In a statement read to the court, Ms Dunne said that the pain her son endured over the past four years was “unbelievable” and particularly when a tube had to be inserted to be peg fed. ” He cried and cried every time. My heart was breaking every time.”

She spoke of her shock when her son was transferred to the Dublin hospital and they were told his chances of survival were 50/50. She added she also wanted to forgive for the “human mistakes made” and hoped lessons have been learned.

Approving the interim payment for the next four years, Mr Justice Kevin Cross said that despite criticism of “compensation culture”, litigation was the only way families like the Dunnes could achieve justice.

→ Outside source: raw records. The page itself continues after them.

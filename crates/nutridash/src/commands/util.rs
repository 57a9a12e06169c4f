//! Shared helpers for command handlers.

use std::path::Path;

use serde_json::{Map, Value};

use crate::cli::ItemFields;
use crate::error::CliError;

/// Prompt for confirmation, auto-approving if `--yes` was passed.
pub fn confirm(message: &str, yes_flag: bool) -> Result<bool, CliError> {
    if yes_flag {
        return Ok(true);
    }
    if !std::io::IsTerminal::is_terminal(&std::io::stdin()) {
        return Err(CliError::NonInteractiveRequiresYes {
            action: message.to_owned(),
        });
    }
    let confirmed = dialoguer::Confirm::new()
        .with_prompt(message)
        .default(false)
        .interact()
        .map_err(|e| CliError::Io(std::io::Error::other(e)))?;
    Ok(confirmed)
}

/// Read and parse a JSON file for `--from-file` flags.
pub fn read_json_file(path: &Path) -> Result<Value, CliError> {
    let contents = std::fs::read_to_string(path)?;
    serde_json::from_str(&contents).map_err(|e| CliError::Validation {
        field: "from-file".into(),
        reason: format!("invalid JSON: {e}"),
    })
}

/// Build a request payload from `--from-file` or `--name`/`--description`.
///
/// `require_name` rejects a create without a name before it reaches the
/// backend.
pub fn build_payload(fields: &ItemFields, require_name: bool) -> Result<Value, CliError> {
    if let Some(ref path) = fields.from_file {
        let value = read_json_file(path)?;
        if !value.is_object() {
            return Err(CliError::Validation {
                field: "from-file".into(),
                reason: "expected a JSON object".into(),
            });
        }
        return Ok(value);
    }

    let mut payload = Map::new();
    match fields.name.as_deref().map(str::trim) {
        Some(name) if !name.is_empty() => {
            payload.insert("name".into(), Value::String(name.to_owned()));
        }
        _ if require_name => {
            return Err(CliError::Validation {
                field: "name".into(),
                reason: "a name is required".into(),
            });
        }
        _ => {}
    }
    if let Some(ref description) = fields.description {
        payload.insert("description".into(), Value::String(description.clone()));
    }
    if payload.is_empty() {
        return Err(CliError::Validation {
            field: "input".into(),
            reason: "nothing to change; pass --name, --description, or --from-file".into(),
        });
    }
    Ok(Value::Object(payload))
}
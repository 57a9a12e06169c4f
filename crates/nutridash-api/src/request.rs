// Replayable request descriptors.
//
// A `reqwest::RequestBuilder` is consumed on send, so the client keeps
// its own description of each call and rebuilds the builder for the
// single post-refresh retry.

use reqwest::Method;
use serde_json::Value;

/// Method, path, query, and JSON body of one backend call.
#[derive(Debug, Clone)]
pub struct ApiRequest {
    pub method: Method,
    /// Path segments below the base URL, e.g. `["foods", "all"]`.
    pub segments: Vec<String>,
    pub query: Vec<(String, String)>,
    pub body: Option<Value>,
}

impl ApiRequest {
    pub fn new<I, S>(method: Method, segments: I) -> Self
    where
        I: IntoIterator<Item = S>,
        S: Into<String>,
    {
        Self {
            method,
            segments: segments.into_iter().map(Into::into).collect(),
            query: Vec::new(),
            body: None,
        }
    }

    pub fn get<I, S>(segments: I) -> Self
    where
        I: IntoIterator<Item = S>,
        S: Into<String>,
    {
        Self::new(Method::GET, segments)
    }

    pub fn post<I, S>(segments: I, body: Value) -> Self
    where
        I: IntoIterator<Item = S>,
        S: Into<String>,
    {
        Self::new(Method::POST, segments).json(body)
    }

    pub fn put<I, S>(segments: I, body: Value) -> Self
    where
        I: IntoIterator<Item = S>,
        S: Into<String>,
    {
        Self::new(Method::PUT, segments).json(body)
    }

    pub fn delete<I, S>(segments: I) -> Self
    where
        I: IntoIterator<Item = S>,
        S: Into<String>,
    {
        Self::new(Method::DELETE, segments)
    }

    /// Append a query parameter.
    pub fn param(mut self, key: &str, value: impl ToString) -> Self {
        self.query.push((key.to_owned(), value.to_string()));
        self
    }

    pub fn json(mut self, body: Value) -> Self {
        self.body = Some(body);
        self
    }

    /// `/a/b` rendering used in log lines.
    pub fn display_path(&self) -> String {
        format!("/{}", self.segments.join("/"))
    }
}
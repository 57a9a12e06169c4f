//! Output formatting: table, JSON, YAML, plain.
//!
//! Renders data in the format selected by `--output`. Table uses `tabled`,
//! structured formats use serde, plain emits one identifier per line.

use std::io::{self, Write};
use std::sync::Arc;

use serde_json::{Map, Value};
use tabled::{Table, Tabled, settings::Style};

use nutridash_core::Item;

use crate::cli::OutputFormat;
use crate::error::CliError;

// ── Render dispatchers ───────────────────────────────────────────────

/// Render a list of serde-serializable + tabled items in the chosen format.
pub fn render_list<T, R>(
    format: &OutputFormat,
    data: &[T],
    to_row: impl Fn(&T) -> R,
    id_fn: impl Fn(&T) -> String,
) -> Result<String, CliError>
where
    T: serde::Serialize,
    R: Tabled,
{
    match format {
        OutputFormat::Table => {
            let rows: Vec<R> = data.iter().map(to_row).collect();
            Ok(render_table(&rows))
        }
        OutputFormat::Json => Ok(serde_json::to_string_pretty(data)?),
        OutputFormat::JsonCompact => Ok(serde_json::to_string(data)?),
        OutputFormat::Yaml => Ok(serde_yaml::to_string(data)?),
        OutputFormat::Plain => Ok(data.iter().map(&id_fn).collect::<Vec<_>>().join("\n")),
    }
}

/// Render a single item. Table mode uses `detail_fn`, since detail views
/// are key/value text rather than a `Tabled` row.
pub fn render_single<T>(
    format: &OutputFormat,
    data: &T,
    detail_fn: impl Fn(&T) -> String,
    id_fn: impl Fn(&T) -> String,
) -> Result<String, CliError>
where
    T: serde::Serialize,
{
    match format {
        OutputFormat::Table => Ok(detail_fn(data)),
        OutputFormat::Json => Ok(serde_json::to_string_pretty(data)?),
        OutputFormat::JsonCompact => Ok(serde_json::to_string(data)?),
        OutputFormat::Yaml => Ok(serde_yaml::to_string(data)?),
        OutputFormat::Plain => Ok(id_fn(data)),
    }
}

/// Print the rendered output to stdout, respecting quiet mode.
pub fn print_output(output: &str, quiet: bool) {
    if quiet || output.is_empty() {
        return;
    }
    let mut stdout = io::stdout().lock();
    let _ = writeln!(stdout, "{output}");
}

fn render_table<R: Tabled>(rows: &[R]) -> String {
    Table::new(rows).with(Style::rounded()).to_string()
}

// ── Item rendering ───────────────────────────────────────────────────

#[derive(Tabled)]
pub struct ItemRow {
    #[tabled(rename = "ID")]
    pub id: String,
    #[tabled(rename = "Name")]
    pub name: String,
    #[tabled(rename = "Description")]
    pub description: String,
}

impl From<&Arc<Item>> for ItemRow {
    fn from(item: &Arc<Item>) -> Self {
        Self {
            id: item.id.clone(),
            name: item.name.clone(),
            description: item
                .description
                .as_deref()
                .map_or_else(String::new, truncate),
        }
    }
}

const DESCRIPTION_WIDTH: usize = 48;

fn truncate(text: &str) -> String {
    if text.chars().count() <= DESCRIPTION_WIDTH {
        return text.to_owned();
    }
    let mut short: String = text.chars().take(DESCRIPTION_WIDTH - 1).collect();
    short.push('…');
    short
}

pub fn render_items(format: &OutputFormat, items: &[Arc<Item>]) -> Result<String, CliError> {
    render_list(format, items, |item| ItemRow::from(item), |item| item.id.clone())
}

pub fn render_item(format: &OutputFormat, item: &Arc<Item>) -> Result<String, CliError> {
    render_single(format, item, |item| item_detail(item), |item| item.id.clone())
}

fn item_detail(item: &Item) -> String {
    let mut lines = vec![
        format!("ID:          {}", item.id),
        format!("Name:        {}", item.name),
    ];
    if let Some(ref description) = item.description {
        lines.push(format!("Description: {description}"));
    }
    lines.extend(item.fields.iter().map(|(key, value)| field_line(key, value)));
    lines.join("\n")
}

/// Render what was submitted for `id` when the backend confirmed a change
/// without returning the item.
pub fn render_submitted(
    format: &OutputFormat,
    id: &str,
    payload: &Value,
) -> Result<String, CliError> {
    let mut fields = Map::new();
    fields.insert("id".into(), Value::String(id.to_owned()));
    if let Some(obj) = payload.as_object() {
        fields.extend(
            obj.iter()
                .filter(|(key, _)| key.as_str() != "id")
                .map(|(key, value)| (key.clone(), value.clone())),
        );
    }
    render_single(
        format,
        &fields,
        |fields| {
            fields
                .iter()
                .map(|(key, value)| field_line(key, value))
                .collect::<Vec<_>>()
                .join("\n")
        },
        |_| id.to_owned(),
    )
}

fn field_line(key: &str, value: &Value) -> String {
    let value = value
        .as_str()
        .map_or_else(|| value.to_string(), str::to_owned);
    let label = format!("{key}:");
    format!("{label:<13}{value}")
}

#[cfg(test)]
#[allow(clippy::unwrap_used)]
mod tests {
    use super::*;

    fn item(id: &str, name: &str) -> Arc<Item> {
        Arc::new(Item::new(id, name))
    }

    #[test]
    fn plain_lists_one_id_per_line() {
        let out = render_items(&OutputFormat::Plain, &[item("1", "oats"), item("2", "rice")]).unwrap();
        assert_eq!(out, "1\n2");
    }

    #[test]
    fn json_keeps_extra_fields() {
        let mut raw = Item::new("7", "salmon");
        raw.fields.insert("calories".into(), serde_json::json!(208));
        let out = render_items(&OutputFormat::JsonCompact, &[Arc::new(raw)]).unwrap();
        assert_eq!(out, r#"[{"id":"7","name":"salmon","calories":208}]"#);
    }

    #[test]
    fn long_descriptions_are_truncated_in_tables() {
        let long = "x".repeat(100);
        let short = truncate(&long);
        assert_eq!(short.chars().count(), DESCRIPTION_WIDTH);
        assert!(short.ends_with('…'));
        assert_eq!(truncate("short"), "short");
    }

    #[test]
    fn detail_lists_fields() {
        let mut raw = Item::new("3", "peanut");
        raw.description = Some("tree nut".into());
        raw.fields.insert("severity".into(), serde_json::json!("high"));
        let out = render_item(&OutputFormat::Table, &Arc::new(raw)).unwrap();
        assert!(out.contains("Name:        peanut"));
        assert!(out.contains("Description: tree nut"));
        assert!(out.contains("severity:    high"));
    }

    #[test]
    fn submitted_fields_render_without_a_name() {
        let payload = serde_json::json!({ "description": "low sodium", "id": "ignored" });
        let out = render_submitted(&OutputFormat::JsonCompact, "9", &payload).unwrap();
        assert_eq!(out, r#"{"description":"low sodium","id":"9"}"#);

        let out = render_submitted(&OutputFormat::Table, "9", &payload).unwrap();
        assert!(out.contains("id:          9"));
        assert!(out.contains("description: low sodium"));
        assert!(!out.contains("Name"));
    }
}
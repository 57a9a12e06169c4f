// ── Infinite scroll ──
//
// Decides when a visible sentinel should load the next page. The busy flag
// keeps triggers from overlapping; the epoch makes completions from before
// a restart harmless.

use std::sync::{Mutex, PoisonError};

#[derive(Debug, Clone, Copy, PartialEq, Eq, Default)]
pub struct ScrollState {
    /// Page the next trigger will request.
    pub next_page: usize,
    /// Terminal: set once a page reported `last = true`.
    pub last: bool,
    /// A page request is outstanding.
    pub busy: bool,
}

/// Permission to load one page, issued by [`InfiniteScroll::try_begin`].
#[derive(Debug, Clone, Copy, PartialEq, Eq)]
pub struct ScrollTicket {
    pub page: usize,
    epoch: u64,
}

#[derive(Debug, Default)]
struct Inner {
    state: ScrollState,
    epoch: u64,
}

#[derive(Debug, Default)]
pub struct InfiniteScroll {
    inner: Mutex<Inner>,
}

impl InfiniteScroll {
    pub fn new() -> Self {
        Self::default()
    }

    pub fn state(&self) -> ScrollState {
        self.lock().state
    }

    /// Called when the sentinel becomes visible. Returns a ticket only if
    /// no query is active, nothing is loading, and more pages exist.
    pub fn try_begin(&self, query_active: bool) -> Option<ScrollTicket> {
        if query_active {
            return None;
        }
        let mut inner = self.lock();
        if inner.state.busy || inner.state.last {
            return None;
        }
        inner.state.busy = true;
        Some(ScrollTicket {
            page: inner.state.next_page,
            epoch: inner.epoch,
        })
    }

    /// Reset pagination and claim page 0 for an explicit reload.
    ///
    /// Any ticket issued before this call is stale from now on.
    pub fn restart(&self) -> ScrollTicket {
        let mut inner = self.lock();
        inner.epoch += 1;
        inner.state = ScrollState {
            next_page: 0,
            last: false,
            busy: true,
        };
        ScrollTicket {
            page: 0,
            epoch: inner.epoch,
        }
    }

    /// Record a loaded page. Returns `false` for a stale ticket, whose
    /// items the caller must discard.
    pub fn complete(&self, ticket: ScrollTicket, last: bool) -> bool {
        let mut inner = self.lock();
        if inner.epoch != ticket.epoch {
            return false;
        }
        inner.state = ScrollState {
            next_page: ticket.page + 1,
            last,
            busy: false,
        };
        true
    }

    /// Release the busy flag after a failed load. A `terminal` failure
    /// (expired session) stops further triggers until a restart. Returns
    /// `false` for a stale ticket.
    pub fn fail(&self, ticket: ScrollTicket, terminal: bool) -> bool {
        let mut inner = self.lock();
        if inner.epoch != ticket.epoch {
            return false;
        }
        inner.state.busy = false;
        if terminal {
            inner.state.last = true;
        }
        true
    }

    /// Forget all progress and in-flight tickets.
    pub fn reset(&self) {
        let mut inner = self.lock();
        inner.epoch += 1;
        inner.state = ScrollState::default();
    }

    fn lock(&self) -> std::sync::MutexGuard<'_, Inner> {
        self.inner.lock().unwrap_or_else(PoisonError::into_inner)
    }
}
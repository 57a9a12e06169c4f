// nutridash-api: Async Rust client for the nutrition platform admin backend

pub mod auth;
pub mod client;
pub mod error;
pub mod models;
pub mod request;
pub mod transport;

pub use auth::{MemoryTokenStore, TokenPair, TokenStore};
pub use client::ApiClient;
pub use error::Error;
pub use models::{Envelope, Item, Page};
pub use request::ApiRequest;
pub use transport::{TlsMode, TransportConfig};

In a statement later, Eoghan’s father Ronan Dunne, said the failures in care at Portiuncula Hospital had a “catastrophic impact” on his son’s health. While relieved to have reached the settlement, and acknowledging the admission of liability and apology, his family must “add our names to the long list of families who have stood where we stand now and called for change to the system”.

The State only this week accepted liability and the hospital only apologised today, he said. They had four years of “incredible stress and worry”, put everything at risk to progress the case and their son had lost out on possible treatments.

They would never understand how unprepared the hospital was for an admission such as Eoghan or how, on completion of a first review of the case, “nobody thought we deserved to receive a copy”.